As Global Health Security Agenda partners meet in Indonesia this week to commit to their next steps in improving epidemic readiness worldwide, the Infectious Diseases Society of America is asking the U.S. Department of Health and Human Services to strengthen its leadership of efforts through the partnership. In a letter to HHS Secretary Alex Azar, IDSA is urging increased support of the Global Health Security Agenda to combat antimicrobial resistance, increase immunization access, build healthcare workforces, and enhance capacities for medical countermeasures and personnel deployment in response to outbreaks.

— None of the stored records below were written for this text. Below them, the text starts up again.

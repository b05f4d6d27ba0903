use std::sync::{Arc, Weak};

use tokio::time::sleep;
use tracing::{debug, info, warn};
use webrtc::api::APIBuilder;
use webrtc::data_channel::RTCDataChannel;
use webrtc::ice_transport::ice_candidate::RTCIceCandidate;
use webrtc::ice_transport::ice_gatherer_state::RTCIceGathererState;
use webrtc::ice_transport::ice_server::RTCIceServer;
use webrtc::peer_connection::configuration::RTCConfiguration;
use webrtc::peer_connection::peer_connection_state::RTCPeerConnectionState;
use webrtc::peer_connection::policy::bundle_policy::RTCBundlePolicy;
use webrtc::peer_connection::policy::rtcp_mux_policy::RTCRtcpMuxPolicy;
use webrtc::peer_connection::RTCPeerConnection;

use crate::config::PeerConfig;
use crate::error::TransportError;
use crate::logger::{log_candidate, log_selected_pair};
use crate::peer::data_channel::attach_dc;
use crate::peer::state::{NegotiatorState, PeerContext};
use crate::peer::types::{IceCandidate, ServerConfig};
use crate::transport::TransportEvent;
use crate::utils::add_ice_url_scheme;

/// Builds a peer connection whose callbacks report into `ctx` under
/// `generation`. The offerer opens its data channel later, in `create_offer`;
/// both sides accept an inbound channel.
pub(crate) async fn new_peer(
    ctx: &Arc<PeerContext>,
    config: &PeerConfig,
    generation: u64,
) -> Result<Arc<RTCPeerConnection>, TransportError> {
    let api = APIBuilder::new().build();
    let pc = Arc::new(api.new_peer_connection(rtc_config(&config.ice_servers)).await?);

    pc.on_ice_candidate(Box::new({
        let ctx = Arc::clone(ctx);
        move |cand: Option<RTCIceCandidate>| {
            if ctx.is_current(generation) {
                on_local_candidate(&ctx, cand);
            }
            Box::pin(async {})
        }
    }));

    pc.on_ice_gathering_state_change(Box::new(move |state: RTCIceGathererState| {
        debug!(?state, "ice gathering state");
        Box::pin(async {})
    }));

    // weak: the handler lives inside the connection it inspects
    let pc_weak: Weak<RTCPeerConnection> = Arc::downgrade(&pc);
    let grace = config.disconnect_grace();
    pc.on_peer_connection_state_change(Box::new({
        let ctx = Arc::clone(ctx);
        move |st: RTCPeerConnectionState| {
            if ctx.is_current(generation) {
                on_connection_state(&ctx, &pc_weak, st, generation, grace);
            }
            Box::pin(async {})
        }
    }));

    let notify_delay = config.connected_notify_delay();
    pc.on_data_channel(Box::new({
        let ctx = Arc::clone(ctx);
        move |dc: Arc<RTCDataChannel>| {
            debug!(label = dc.label(), "inbound data channel");
            attach_dc(&ctx, &dc, generation, notify_delay);
            Box::pin(async {})
        }
    }));

    Ok(pc)
}

fn on_local_candidate(ctx: &PeerContext, cand: Option<RTCIceCandidate>) {
    let Some(c) = cand else {
        debug!("local candidate gathering complete");
        return;
    };
    log_candidate("local", &c);
    match c.to_json() {
        Ok(init) => ctx.emit(TransportEvent::IceCandidate(IceCandidate::from(init))),
        Err(e) => warn!(error = %e, "local candidate could not be serialized"),
    }
}

pub(crate) fn on_connection_state(
    ctx: &Arc<PeerContext>,
    pc: &Weak<RTCPeerConnection>,
    st: RTCPeerConnectionState,
    generation: u64,
    grace: std::time::Duration,
) {
    info!(state = %st, "peer connection state");

    match st {
        RTCPeerConnectionState::Connected => ctx.cancel_disconnect_task(),

        RTCPeerConnectionState::Disconnected => {
            if ctx.has_disconnect_task() {
                debug!("disconnect watchdog already pending");
                return;
            }
            // a return to Connected aborts this before it fires
            let handle = tokio::spawn({
                let ctx = Arc::clone(ctx);
                let pc = pc.clone();
                async move {
                    debug!(grace_secs = grace.as_secs(), "disconnect grace started");
                    sleep(grace).await;
                    if let Some(pc) = pc.upgrade() {
                        log_selected_pair(&pc, "after-grace").await;
                    }
                    ctx.fail(generation, "Connection lost");
                }
            });
            ctx.set_disconnect_task(handle);
        }

        RTCPeerConnectionState::Failed => {
            ctx.cancel_disconnect_task();
            if let Some(pc) = pc.upgrade() {
                tokio::spawn(async move { log_selected_pair(&pc, "failed").await });
            }
            ctx.fail(generation, "Connection failed");
        }

        RTCPeerConnectionState::Closed => {
            if ctx.state() != NegotiatorState::Closed {
                debug!("peer connection closed underneath the negotiator");
            }
        }

        _ => {}
    }
}

/// Peer connection configuration for the given ICE servers.
fn rtc_config(servers: &[ServerConfig]) -> RTCConfiguration {
    RTCConfiguration {
        ice_servers: ice_servers(servers),
        bundle_policy: RTCBundlePolicy::MaxBundle,
        rtcp_mux_policy: RTCRtcpMuxPolicy::Require,
        ..Default::default()
    }
}

pub(crate) fn ice_servers(servers: &[ServerConfig]) -> Vec<RTCIceServer> {
    servers
        .iter()
        .map(|config| RTCIceServer {
            urls: vec![add_ice_url_scheme(config)],
            username: config.username.clone().unwrap_or_default(),
            credential: config.credential.clone().unwrap_or_default(),
        })
        .collect()
}
use std::collections::BTreeSet;

use tracing::{debug, info, warn};
use webrtc::peer_connection::RTCPeerConnection;

use crate::peer::state::PeerContext;
use crate::peer::types::{CandidateKind, IceCandidate};

/// Remote candidates seen by one connection.
///
/// `pending` holds candidates that arrived before any remote description;
/// `applied` is the deduplicated set the ICE agent accepted, so the final
/// set does not depend on delivery order.
///
/// `remote_ready` flips under the same lock that drains `pending`, so a
/// candidate is either queued before the drain or applied directly after it.
#[derive(Debug, Default)]
pub(crate) struct RemoteCandidates {
    pending: Vec<IceCandidate>,
    applied: BTreeSet<IceCandidate>,
    remote_ready: bool,
}

impl RemoteCandidates {
    /// Hands the candidate back for immediate use once a remote description
    /// is set; queues it otherwise.
    pub(crate) fn admit(&mut self, candidate: IceCandidate) -> Option<IceCandidate> {
        if self.remote_ready {
            Some(candidate)
        } else {
            self.queue(candidate);
            None
        }
    }

    /// Marks the remote description as set and returns what was queued.
    pub(crate) fn drain_for_remote(&mut self) -> Vec<IceCandidate> {
        self.remote_ready = true;
        std::mem::take(&mut self.pending)
    }

    pub(crate) fn queue(&mut self, candidate: IceCandidate) {
        if !self.applied.contains(&candidate) && !self.pending.contains(&candidate) {
            self.pending.push(candidate);
        }
    }

    /// Returns `false` when the candidate was already applied.
    pub(crate) fn record(&mut self, candidate: IceCandidate) -> bool {
        self.applied.insert(candidate)
    }

    pub(crate) fn is_applied(&self, candidate: &IceCandidate) -> bool {
        self.applied.contains(candidate)
    }

    pub(crate) fn applied(&self) -> Vec<IceCandidate> {
        self.applied.iter().cloned().collect()
    }

    pub(crate) fn pending_len(&self) -> usize {
        self.pending.len()
    }

    pub(crate) fn clear(&mut self) {
        self.pending.clear();
        self.applied.clear();
        self.remote_ready = false;
    }
}

/// Ingests a remote candidate. Never fails: a candidate may legitimately
/// arrive after negotiation finished over another path.
pub(crate) async fn add_ice_candidate(ctx: &PeerContext, candidate: IceCandidate) {
    if candidate.is_end_of_candidates() {
        debug!("remote end-of-candidates marker");
        return;
    }

    let admitted = {
        let mut candidates = ctx.candidates();
        let admitted = candidates.admit(candidate);
        if admitted.is_none() {
            debug!(
                queued = candidates.pending_len(),
                "no remote description yet, queuing remote candidate"
            );
        }
        admitted
    };
    let Some(candidate) = admitted else { return };

    match ctx.peer() {
        Some(pc) => apply_one(ctx, &pc, candidate).await,
        None => debug!(candidate = %candidate.candidate, "peer connection gone, candidate dropped"),
    }
}

/// Applies everything queued before the remote description was set. Call
/// right after setting it; later candidates then skip the queue.
pub(crate) async fn apply_pending_candidates(ctx: &PeerContext, pc: &RTCPeerConnection) {
    let candidates = ctx.candidates().drain_for_remote();
    if !candidates.is_empty() {
        debug!(count = candidates.len(), "applying queued remote candidates");
    }
    for candidate in candidates {
        apply_one(ctx, pc, candidate).await;
    }
}

async fn apply_one(ctx: &PeerContext, pc: &RTCPeerConnection, candidate: IceCandidate) {
    if ctx.candidates().is_applied(&candidate) {
        debug!(candidate = %candidate.candidate, "duplicate remote candidate ignored");
        return;
    }
    match pc.add_ice_candidate(candidate.clone().into()).await {
        Ok(()) => {
            debug!(candidate = %candidate.candidate, "remote candidate added");
            ctx.candidates().record(candidate);
        }
        Err(e) => {
            warn!(candidate = %candidate.candidate, error = %e, "discarding remote candidate");
        }
    }
}

#[derive(Debug, Default, Clone, Copy, PartialEq, Eq)]
pub struct CandidateSummary {
    pub host: usize,
    pub server_reflexive: usize,
    pub peer_reflexive: usize,
    pub relay: usize,
    pub unknown: usize,
}

pub fn analyze_candidates(candidates: &[IceCandidate]) -> CandidateSummary {
    let mut summary = CandidateSummary::default();
    for candidate in candidates {
        match candidate.kind() {
            CandidateKind::Host => summary.host += 1,
            CandidateKind::ServerReflexive => summary.server_reflexive += 1,
            CandidateKind::PeerReflexive => summary.peer_reflexive += 1,
            CandidateKind::Relay => summary.relay += 1,
            CandidateKind::Unknown => summary.unknown += 1,
        }
    }

    info!(
        host = summary.host,
        srflx = summary.server_reflexive,
        prflx = summary.peer_reflexive,
        relay = summary.relay,
        "remote candidate analysis"
    );
    if summary.relay == 0 && summary.server_reflexive == 0 {
        debug!("no srflx or relay candidates from peer; connection across NAT may fail");
    }
    summary
}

A partnership of nations and international organizations initiated with direction and support from the Centers for Disease Control and Prevention (CDC), the Global Health Security Agenda was launched in the early days of the West Africa Ebola outbreak, before the extent of the international threat posed by that crisis was recognized. Aimed at pandemic prevention, the Global Health Security Agenda supports countries in meeting International Health Regulations, including by strengthening laboratory and surveillance systems, training field epidemiologists, and addressing the growing threat of antimicrobial resistance. Strengthened by emergency funding to combat the West Africa outbreak allocated by Congress in 2014, the Global Health Security Agenda now is comprised of 64 partner countries.
With that current allocated funding set to end in 2019, IDSA is urging renewed and expanded support for the Global Health Security Agenda, to ensure that infectious disease outbreaks are detected, prevented, and controlled where they originate.